Los catalanes de Francia viven con inquietud lo que sucede al otro lado de los Pirineos y aunque mayoritariamente son contrarios a la independencia, albergan un sentimiento de solidaridad y envidia por la forma en la que han mantenido una identidad que en el norte se ha diluido.
«El independentismo es minoritario en la Cataluña del norte», reconoce el responsable del partido «Oui au Pays Catalan», Jordi Vera, un conglomerado de movimientos que obtuvo 6.000 votos en las legislativas de junio.
Eso no quita que, en los últimos días, muchos habitantes de la región, el histórico Rosellón, tengan un sentimiento de solidaridad y preocupación que reconoce el propio alcalde de Perpiñán, la capital, Jean-Marc Pujol.
El diario L’Indépendant, el único local, dedica tres o cuatro páginas diarias al «procés», y la redacción local de France 3, la televisión pública regional, presta especial atención a lo que sucede en la Cataluña española.
«La gente lo vive como algo cercano, porque no dejan de ser catalanes, aunque nadie cree que eso pueda afectar directamente a sus vidas», asegura el director del Instituto Catalán Transfronterizo, Alá Baylac Ferrer.
«Los catalanes del norte abrazan las causas de los del sur casi por defecto, por solidaridad, pero también porque es el único reflejo de su identidad», indica el historiador Nicolas Berjuan.
Como otros especialistas, este estudioso de la causa catalana en Francia cree que, a diferencia de lo sucedido en España, el catalanismo galo «se diluyó por la potencia de un Estado fuerte que les daba más beneficios que problemas».
«En el siglo XIX, cuando se crean los Estados-nación, Francia era una potencia mundial y les proponía un proyecto que daba resultados concretos.

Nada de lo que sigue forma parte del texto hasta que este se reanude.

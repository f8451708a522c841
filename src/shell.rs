//! The page shell: declares head metadata and hosts the deferred root
//! component.

use crate::boot::{AppLoader, Boot};
use crate::meta::{PageHead, PageMeta};
use leptos::prelude::*;
use leptos_meta::provide_meta_context;

/// Page-level wrapper that mounts the real application once the client gate
/// passes. Until then, and if the load fails, it renders nothing: no spinner,
/// no fallback text.
#[component]
pub fn Shell(loader: AppLoader, #[prop(optional)] meta: PageMeta) -> impl IntoView {
    provide_meta_context();

    let boot = Boot::new();

    // Effects only run on a live client; `resolve` tracks nothing, so this
    // fires once.
    Effect::new(move |_| boot.resolve(&loader));

    view! {
        <PageHead meta=meta/>
        {move || boot.content()}
    }
}
//! Production wiring for the root component tree.
//!
//! The coach experience grows under [`App`]; the shell only ever sees it
//! through [`loader`], and everything below `App` may assume a live browser.

use crate::boot::{AppLoader, RootComponent};
use crate::strings;
use chrono::Utc;
use futures::FutureExt;
use leptos::prelude::*;
use std::rc::Rc;

const OPENING_TOPIC: &str = "everyday greetings";

/// Deferred constructor for [`App`], handed to the shell at mount.
pub fn loader() -> AppLoader {
    AppLoader::new(|| async { Ok(root()) }.boxed_local())
}

fn root() -> RootComponent {
    Rc::new(|| App().into_any())
}

#[component]
pub fn App() -> impl IntoView {
    let session_date = strings::format_date(Utc::now());
    let topic = strings::capitalize_first(OPENING_TOPIC);

    view! {
        <style>{STYLES}</style>
        <main class="app">
            <header class="app-header">
                <h1>"LingoCoach"</h1>
                <span class="session-date">{session_date}</span>
            </header>
            <section class="lesson">
                <h2>{topic}</h2>
                <p>"Your coach is ready. Say something in English to get started."</p>
            </section>
        </main>
    }
}

const STYLES: &str = r#"
    * {
        margin: 0;
        padding: 0;
        box-sizing: border-box;
    }

    body {
        background: #f7f6f2;
        color: #2b2b33;
        font-family: -apple-system, BlinkMacSystemFont, "Segoe UI", Roboto, sans-serif;
        min-height: 100vh;
    }

    .app {
        display: flex;
        flex-direction: column;
        max-width: 720px;
        margin: 0 auto;
        padding: 0 16px;
    }

    .app-header {
        display: flex;
        align-items: baseline;
        justify-content: space-between;
        padding: 20px 0;
        border-bottom: 1px solid #e2e0d8;
    }

    .app-header h1 {
        font-size: 1.2rem;
        font-weight: 700;
        color: #3a5aaa;
    }

    .session-date {
        font-size: 0.85rem;
        color: #8a8a94;
    }

    .lesson {
        padding: 28px 0;
    }

    .lesson h2 {
        font-size: 1.05rem;
        margin-bottom: 8px;
    }

    .lesson p {
        color: #55555f;
        line-height: 1.6;
    }
"#;
//! Page-level document metadata.

use leptos::prelude::*;
use leptos_meta::{Link, Meta, Title};

/// Static head declarations for the page.
///
/// The shell emits these once at mount through the `leptos_meta` context;
/// nothing here changes at runtime.
#[derive(Clone, Copy, Debug, PartialEq)]
pub struct PageMeta {
    pub title: &'static str,
    pub description: &'static str,
    pub viewport: &'static str,
    /// Resolved against the hosting environment's static-asset convention.
    pub icon: &'static str,
}

impl Default for PageMeta {
    fn default() -> Self {
        Self {
            title: "LingoCoach: learn English with an AI coach",
            description: "Practice English conversation with a personal AI coach.",
            viewport: "width=device-width, initial-scale=1",
            icon: "/favicon.ico",
        }
    }
}

#[component]
pub fn PageHead(meta: PageMeta) -> impl IntoView {
    view! {
        <Title text=meta.title/>
        <Meta name="description" content=meta.description/>
        <Meta name="viewport" content=meta.viewport/>
        <Link rel="icon" href=meta.icon/>
    }
}
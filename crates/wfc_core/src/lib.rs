//! Tile solver core for the WFC studio.
//!
//! This crate provides:
//! - The wave function collapse engine and run driver (`wfc`)
//! - Seedable random number generation (`rng`)
//! - A Bevy plugin that ticks a run once per frame (`plugin`)

pub mod plugin;
pub mod rng;
pub mod wfc;

pub use plugin::{tick_wfc_run, WfcPlugin, WfcRunResource, WfcStatus};
pub use rng::{StdRandom, TileRng};
pub use wfc::{
    load_catalog_xml, new_run, CollapseRecording, ConfigError, ContradictionError, GridSnapshot,
    RunConfig, TickResult, TileCatalog, TileDef, TileId, WfcRun,
};
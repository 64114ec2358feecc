use anyhow::{bail, Context, Result};
use bevy::log::{Level, LogPlugin};
use bevy::prelude::*;
use clap::Parser;
use std::path::{Path, PathBuf};
use wfc_core::wfc::{load_catalog_xml, CollapseRecording, RunConfig, TileCatalog, WfcRun};
use wfc_core::{StdRandom, WfcPlugin, WfcRunResource, WfcStatus};
use wfc_scripting::load_catalog_lua;

/// Fill a square grid with tiles using wave function collapse.
#[derive(Parser, Debug)]
#[command(name = "tile_studio", version, about)]
struct Args {
    /// Grid side length
    #[arg(long, default_value_t = wfc_core::wfc::DEFAULT_DIMENSION)]
    size: usize,

    /// RNG seed; a random one is chosen and logged when omitted
    #[arg(long)]
    seed: Option<u64>,

    /// Tile catalog (.xml or .lua); the built-in knot set when omitted
    #[arg(long)]
    catalog: Option<PathBuf>,

    /// Stop at the first contradiction instead of absorbing it
    #[arg(long)]
    strict: bool,

    /// Upper bound on ticks; defaults to one per cell plus one
    #[arg(long)]
    max_ticks: Option<u64>,

    /// Write the run recording as JSON
    #[arg(long)]
    record: Option<PathBuf>,

    /// More logging (-v debug, -vv trace)
    #[arg(short, long, action = clap::ArgAction::Count)]
    verbose: u8,

    /// Only log warnings and errors
    #[arg(short, long, conflicts_with = "verbose")]
    quiet: bool,
}

impl Args {
    fn log_level(&self) -> Level {
        if self.quiet {
            return Level::WARN;
        }
        match self.verbose {
            0 => Level::INFO,
            1 => Level::DEBUG,
            _ => Level::TRACE,
        }
    }
}

fn load_catalog(path: Option<&Path>) -> Result<TileCatalog> {
    let Some(path) = path else {
        return Ok(TileCatalog::knots());
    };
    match path.extension().and_then(|ext| ext.to_str()) {
        Some("xml") => load_catalog_xml(path).context("loading XML tileset"),
        Some("lua") => load_catalog_lua(path).context("loading Lua catalog"),
        _ => bail!("unsupported catalog file {}: expected .xml or .lua", path.display()),
    }
}

fn main() -> Result<()> {
    let args = Args::parse();

    let mut app = App::new();
    app.add_plugins(LogPlugin {
        level: args.log_level(),
        ..default()
    });

    let catalog = load_catalog(args.catalog.as_deref())?;
    let rng = match args.seed {
        Some(seed) => StdRandom::from_u64_seed(seed),
        None => StdRandom::from_entropy(),
    };
    let seed = rng.seed();
    info!("Using seed {}", seed);

    let config = RunConfig::square(args.size).with_strict(args.strict);
    let run = WfcRun::with_config(catalog, config, rng).context("starting run")?;
    let max_ticks = args
        .max_ticks
        .unwrap_or(run.grid().len() as u64 + 1);

    app.add_plugins(WfcPlugin)
        .insert_resource(WfcRunResource::new(run));

    loop {
        let ticks = app.world().resource::<WfcRunResource>().run.tick_count();
        if app.world().resource::<WfcStatus>().finished || ticks >= max_ticks {
            break;
        }
        app.update();
    }

    let world = app.world();
    let run = &world.resource::<WfcRunResource>().run;
    let status = world.resource::<WfcStatus>();

    println!("{}", run.snapshot().to_text(run.catalog()));
    info!(
        "{} of {} cells collapsed in {} ticks",
        run.collapsed_count(),
        run.grid().len(),
        run.tick_count()
    );

    if let Some(path) = &args.record {
        CollapseRecording::from_run(run, Some(seed))
            .save(path)
            .with_context(|| format!("writing recording to {}", path.display()))?;
        info!("Recording saved to {}", path.display());
    }

    if let Some(err) = status.error {
        bail!("run aborted: {}", err);
    }
    if !status.finished {
        warn!("Stopped after {} ticks without finishing", max_ticks);
    }
    Ok(())
}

España estaba en decadencia y los catalanes percibían el Estado central que se formaba como un freno», agrega.
La cultura catalana ha dejado una huella modesta. Las calles de las ciudades y los nombres de los pueblos están etiquetados en los dos idiomas, pero no se escucha en las calles. El número de alumnos inscritos en los colegios bilingües, aunque ha aumentado en los últimos años, sigue siendo residual.
«La única escuela que hay subsiste por la ayuda municipal. Si se le retirara esa subvención tendría que cerrar», señala Pujol.

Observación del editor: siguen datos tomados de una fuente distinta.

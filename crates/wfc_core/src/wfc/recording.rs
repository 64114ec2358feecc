//! Run recordings: the collapse log of a run plus its final grid, as JSON.
//!
//! A recording made from a seeded run can be replayed against the same
//! catalog to check that the solver still makes the same decisions.
//!
//! ```ignore
//! let recording = CollapseRecording::from_run(&run, Some(seed));
//! recording.save("runs/knots_seed42.json")?;
//!
//! let loaded = CollapseRecording::load("runs/knots_seed42.json")?;
//! assert!(loaded.replay(TileCatalog::knots())?);
//! ```

use super::catalog::TileCatalog;
use super::error::{ConfigError, ContradictionError};
use super::run::{CollapseEvent, RunConfig, WfcRun};
use super::snapshot::GridSnapshot;
use crate::rng::StdRandom;
use bevy::log::debug;
use serde::{Deserialize, Serialize};
use std::fs::File;
use std::io::{self, BufReader, BufWriter, Write};
use std::path::Path;

/// Everything needed to compare or reproduce a run.
#[derive(Debug, Clone, PartialEq, Eq, Serialize, Deserialize)]
pub struct CollapseRecording {
    /// RNG seed, if the run was seeded.
    pub seed: Option<u64>,
    pub config: RunConfig,
    /// Ticks performed when the recording was taken.
    pub ticks: u64,
    pub collapsed_count: usize,
    pub terminal: bool,
    pub events: Vec<CollapseEvent>,
    pub final_snapshot: GridSnapshot,
    /// First contradiction reported by a strict run.
    #[serde(default)]
    pub contradiction: Option<ContradictionError>,
}

/// Errors that can occur when saving, loading or replaying recordings.
#[derive(Debug)]
pub enum RecordingError {
    Io(io::Error),
    Json(serde_json::Error),
    /// Replay requires a seed.
    Unseeded,
    Config(ConfigError),
}

impl std::fmt::Display for RecordingError {
    fn fmt(&self, f: &mut std::fmt::Formatter<'_>) -> std::fmt::Result {
        match self {
            Self::Io(e) => write!(f, "I/O error: {}", e),
            Self::Json(e) => write!(f, "JSON error: {}", e),
            Self::Unseeded => write!(f, "recording has no seed and cannot be replayed"),
            Self::Config(e) => write!(f, "invalid recorded config: {}", e),
        }
    }
}

impl std::error::Error for RecordingError {
    fn source(&self) -> Option<&(dyn std::error::Error + 'static)> {
        match self {
            Self::Io(e) => Some(e),
            Self::Json(e) => Some(e),
            Self::Config(e) => Some(e),
            Self::Unseeded => None,
        }
    }
}

impl From<io::Error> for RecordingError {
    fn from(e: io::Error) -> Self {
        Self::Io(e)
    }
}

impl From<serde_json::Error> for RecordingError {
    fn from(e: serde_json::Error) -> Self {
        Self::Json(e)
    }
}

impl From<ConfigError> for RecordingError {
    fn from(e: ConfigError) -> Self {
        Self::Config(e)
    }
}

impl CollapseRecording {
    /// Capture the current state of a run.
    pub fn from_run(run: &WfcRun, seed: Option<u64>) -> Self {
        Self {
            seed,
            config: run.config().clone(),
            ticks: run.tick_count(),
            collapsed_count: run.collapsed_count(),
            terminal: run.is_terminal(),
            events: run.events().to_vec(),
            final_snapshot: run.snapshot(),
            contradiction: run.contradiction(),
        }
    }

    /// Save as pretty-printed JSON.
    pub fn save<P: AsRef<Path>>(&self, path: P) -> Result<(), RecordingError> {
        let file = File::create(path)?;
        let mut writer = BufWriter::new(file);
        serde_json::to_writer_pretty(&mut writer, self)?;
        writer.flush()?;
        Ok(())
    }

    pub fn load<P: AsRef<Path>>(path: P) -> Result<Self, RecordingError> {
        let file = File::open(path)?;
        Ok(serde_json::from_reader(BufReader::new(file))?)
    }

    /// Re-run the recorded seed and config for the same number of ticks and
    /// report whether the collapse log, final grid and strict-mode
    /// contradiction match.
    ///
    /// A contradiction is an outcome to compare, not a replay failure.
    pub fn replay(&self, catalog: TileCatalog) -> Result<bool, RecordingError> {
        let seed = self.seed.ok_or(RecordingError::Unseeded)?;
        let mut run =
            WfcRun::with_config(catalog, self.config.clone(), StdRandom::from_u64_seed(seed))?;
        while run.tick_count() < self.ticks && !run.is_terminal() {
            if let Err(e) = run.tick() {
                debug!("Replay reproduced {}", e);
            }
        }
        Ok(run.events() == self.events.as_slice()
            && run.snapshot() == self.final_snapshot
            && run.contradiction() == self.contradiction)
    }
}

Baylac lo achaca a «años de ataques del Estado francés a una lengua y a una identidad que no entraba en el concepto jacobino del Estado francés».

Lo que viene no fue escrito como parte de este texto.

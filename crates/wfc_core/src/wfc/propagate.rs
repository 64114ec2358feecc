//! Constraint propagation from collapsed cells to their neighbours.
//!
//! This is a batched sweep, not a per-edge worklist: every collapsed cell
//! narrows its four neighbours, the whole grid is swept again, and the loop
//! stops once a sweep produces no additional collapsed cell. Convergence is
//! judged by the collapsed *count* only. A sweep that shrinks a cell from
//! three options to two, without collapsing anything, ends the loop.
//!
//! Collapsed cells are narrowed like any other cell. A neighbour can empty
//! them or replace their value; propagation keeps going regardless. Callers
//! that want to see those events pass a [`PropagationObserver`].

use super::catalog::{TileCatalog, TileId};
use super::direction::Direction;
use super::error::ContradictionKind;
use super::grid::Grid;

/// Receives contradictions as propagation creates them.
pub trait PropagationObserver {
    fn on_contradiction(&mut self, row: usize, col: usize, kind: ContradictionKind);
}

/// Observer that ignores everything.
pub struct SilentObserver;

impl PropagationObserver for SilentObserver {
    fn on_contradiction(&mut self, _row: usize, _col: usize, _kind: ContradictionKind) {}
}

/// Observer that keeps every contradiction in order of discovery.
#[derive(Debug, Default)]
pub struct ContradictionLog {
    pub entries: Vec<(usize, usize, ContradictionKind)>,
}

impl PropagationObserver for ContradictionLog {
    fn on_contradiction(&mut self, row: usize, col: usize, kind: ContradictionKind) {
        self.entries.push((row, col, kind));
    }
}

/// Narrow every collapsed cell's neighbours until the collapsed count settles.
pub fn propagate(grid: &mut Grid, catalog: &TileCatalog) {
    propagate_observed(grid, catalog, &mut SilentObserver);
}

/// [`propagate`] that reports contradictions to `observer`.
///
/// The grid ends up in exactly the same state as with [`propagate`].
/// Returns the number of sweeps performed.
pub fn propagate_observed(
    grid: &mut Grid,
    catalog: &TileCatalog,
    observer: &mut dyn PropagationObserver,
) -> usize {
    let rows = grid.rows();
    let cols = grid.cols();
    let mut sweeps = 0;

    loop {
        let previous = grid.collapsed_count();
        sweeps += 1;

        for row in 0..rows {
            for col in 0..cols {
                // Read at visit time: earlier narrows in this sweep count.
                let Some(state) = grid.cell(row, col).resolved() else {
                    continue;
                };
                for dir in Direction::ALL {
                    if let Some((r, c)) = dir.step(row, col, rows, cols) {
                        let allowed = catalog.neighbors_allowed(state, dir);
                        narrow_observed(grid, r, c, allowed, observer);
                    }
                }
            }
        }

        if grid.collapsed_count() == previous {
            return sweeps;
        }
    }
}

fn narrow_observed(
    grid: &mut Grid,
    row: usize,
    col: usize,
    allowed: &[TileId],
    observer: &mut dyn PropagationObserver,
) {
    let before = grid.cell(row, col);
    let was_empty = before.is_contradiction();
    let previous = before.resolved();

    grid.narrow(row, col, allowed);

    let after = grid.cell(row, col);
    if let Some(previous) = previous {
        if after.resolved() != Some(previous) {
            observer.on_contradiction(row, col, ContradictionKind::Invalidated { previous });
        }
    } else if !was_empty && after.is_contradiction() {
        observer.on_contradiction(row, col, ContradictionKind::Emptied);
    }
}

#[cfg(test)]
mod tests {
    use super::*;
    use crate::wfc::catalog::TileDef;

    fn ids(raw: &[u32]) -> Vec<TileId> {
        raw.iter().copied().map(TileId).collect()
    }

    /// A: only B to the right. B: only A to the left. Everything else open.
    fn pair_catalog() -> TileCatalog {
        let all = [0u32, 1];
        TileCatalog::new(vec![
            TileDef::new(0, "A")
                .with_rule(Direction::Up, all)
                .with_rule(Direction::Right, [1u32])
                .with_rule(Direction::Down, all)
                .with_rule(Direction::Left, all),
            TileDef::new(1, "B")
                .with_rule(Direction::Up, all)
                .with_rule(Direction::Right, all)
                .with_rule(Direction::Down, all)
                .with_rule(Direction::Left, [0u32]),
        ])
        .unwrap()
    }

    #[test]
    fn test_propagate_collapses_forced_neighbour() {
        let catalog = pair_catalog();
        let mut grid = Grid::new(1, 2);
        grid.initialize(&catalog.tile_ids());
        grid.collapse_cell(0, 0, TileId(0));

        propagate(&mut grid, &catalog);

        assert_eq!(grid.options(0, 1), ids(&[1]).as_slice());
        assert_eq!(grid.collapsed_count(), 2);
    }

    #[test]
    fn test_propagate_chains_along_a_row() {
        // Chain tiles: tile k allows only k+1 to its right.
        let n = 5u32;
        let tiles = (0..n)
            .map(|k| {
                let def = TileDef::new(k, format!("t{}", k))
                    .with_rule(Direction::Left, 0..n)
                    .with_rule(Direction::Up, 0..n)
                    .with_rule(Direction::Down, 0..n);
                if k + 1 < n {
                    def.with_rule(Direction::Right, [k + 1])
                } else {
                    def.with_rule(Direction::Right, 0..n)
                }
            })
            .collect();
        let catalog = TileCatalog::new(tiles).unwrap();
        let mut grid = Grid::new(1, 5);
        grid.initialize(&catalog.tile_ids());
        grid.collapse_cell(0, 0, TileId(0));

        propagate(&mut grid, &catalog);

        for col in 0..5 {
            assert_eq!(grid.options(0, col), &[TileId(col as u32)]);
        }
    }

    #[test]
    fn test_propagate_without_collapsed_cells_is_noop() {
        let catalog = TileCatalog::knots();
        let mut grid = Grid::square(3);
        grid.initialize(&catalog.tile_ids());
        let before = grid.clone();

        let sweeps = propagate_observed(&mut grid, &catalog, &mut SilentObserver);

        assert_eq!(sweeps, 1);
        assert_eq!(grid, before);
    }

    #[test]
    fn test_propagate_is_idempotent_at_fixpoint() {
        let catalog = TileCatalog::knots();
        let mut grid = Grid::square(6);
        grid.initialize(&catalog.tile_ids());
        grid.collapse_cell(2, 3, TileId(1));
        grid.collapse_cell(4, 1, TileId(0));

        propagate(&mut grid, &catalog);
        let converged = grid.clone();
        propagate(&mut grid, &catalog);

        assert_eq!(grid, converged);
    }

    #[test]
    fn test_weak_fixpoint_stops_on_count() {
        // A sweep that only shrinks a 3-option cell to 2 options ends the loop.
        let tiles = vec![
            TileDef::new(0, "a").with_rule(Direction::Down, [0u32, 1]),
            TileDef::new(1, "b"),
            TileDef::new(2, "c"),
        ];
        let catalog = TileCatalog::new(tiles).unwrap();
        let mut grid = Grid::new(2, 1);
        grid.initialize(&catalog.tile_ids());
        grid.collapse_cell(0, 0, TileId(0));

        let sweeps = propagate_observed(&mut grid, &catalog, &mut SilentObserver);

        assert_eq!(sweeps, 1);
        assert_eq!(grid.options(1, 0), ids(&[0, 1]).as_slice());
    }

    #[test]
    fn test_collapsed_cell_can_be_overwritten_by_neighbour() {
        // Adversarial rules: A forbids everything to its right, so a collapsed
        // B sitting there loses its only option. Nothing protects it.
        let tiles = vec![
            TileDef::new(0, "A"),
            TileDef::new(1, "B").with_rule(Direction::Left, [0u32]),
        ];
        let catalog = TileCatalog::new(tiles).unwrap();
        let mut grid = Grid::new(1, 2);
        grid.initialize(&catalog.tile_ids());
        grid.collapse_cell(0, 0, TileId(0));
        grid.collapse_cell(0, 1, TileId(1));

        let mut log = ContradictionLog::default();
        propagate_observed(&mut grid, &catalog, &mut log);

        assert!(grid.options(0, 1).is_empty());
        assert_eq!(
            log.entries.first(),
            Some(&(
                0,
                1,
                ContradictionKind::Invalidated {
                    previous: TileId(1)
                }
            ))
        );
    }

    #[test]
    fn test_observed_and_silent_agree() {
        let catalog = TileCatalog::knots();
        let mut a = Grid::square(5);
        a.initialize(&catalog.tile_ids());
        a.collapse_cell(0, 0, TileId(2));
        a.collapse_cell(0, 2, TileId(4));
        let mut b = a.clone();

        propagate(&mut a, &catalog);
        let mut log = ContradictionLog::default();
        propagate_observed(&mut b, &catalog, &mut log);

        assert_eq!(a, b);
    }

    #[test]
    fn test_emptied_cell_is_reported() {
        // The outer cells agree on nothing for the middle one.
        let tiles = vec![
            TileDef::new(0, "L").with_rule(Direction::Right, [1u32, 2]),
            TileDef::new(1, "x"),
            TileDef::new(2, "y"),
            TileDef::new(3, "R").with_rule(Direction::Left, [0u32]),
        ];
        let catalog = TileCatalog::new(tiles).unwrap();
        let mut grid = Grid::new(1, 3);
        grid.initialize(&catalog.tile_ids());
        grid.collapse_cell(0, 0, TileId(0));
        grid.collapse_cell(0, 2, TileId(3));

        let mut log = ContradictionLog::default();
        propagate_observed(&mut grid, &catalog, &mut log);

        assert_eq!(grid.contradictions(), vec![(0, 1)]);
        assert_eq!(log.entries, vec![(0, 1, ContradictionKind::Emptied)]);
    }
}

En su Instituto, hay unos 200 alumnos y aunque asegura que el 8 % de los niños aprende el catalán en la escuela reconoce que «la mayor parte de la población no se interesa por lo catalán».
La programación de televisión en catalán en «France 3» se reduce a 7 minutos los sábados y un programa cada tres semanas los domingos, mientras que en las ondas solo una emisora asociativa, «Radio Arrels», emite en esa lengua.
Incluso el rugby, que tradicionalmente era el deporte de los catalanes, ha perdido ese carácter con la llegada de jugadores extranjeros y dirigentes de otras zonas del país, como confiesa el exdirectivo del ASAP, el club de Perpiñán, Pierre Becque.
El idioma quedó como una lengua de campesinos que solo se hablaba en los pueblos pirenaicos, mientras que en la capital y las grandes ciudades aparecía como un idioma apestado.
«A mis abuelos les daba vergüenza hablar catalán», asegura el alcalde de Fourques, Jean-Luc Pujol, un pequeño municipio de 1.200 habitantes, mayoritariamente vinícola del pre-pirineo.
En los últimos años, señala el regidor, «la cultura catalana ha resurgido como un factor de reivindicación de lo local, como una forma de hacer entender a París que esto también existe».
Un movimiento que tuvo como catalizador la oposición que causó que el nombre de Rosellón desapareciera de la denominación de la región el año pasado tras la última recomposición territorial.
Curiosamente, asegura el alcalde de Fourques, «es una reacción contra el centralismo de París, pero no contra Francia».
Pujol afirma que él y muchos de sus colegas estarían dispuestos a manifestarse si el Gobierno español arrestara a un alcalde catalán del sur que quitara la bandera española de la fachada de su Ayuntamiento, pero no lo harían si un regidor galo arrancara la francesa.
«La bandera francesa no se toca. Nadie aquí entendería que se quitara», afirma.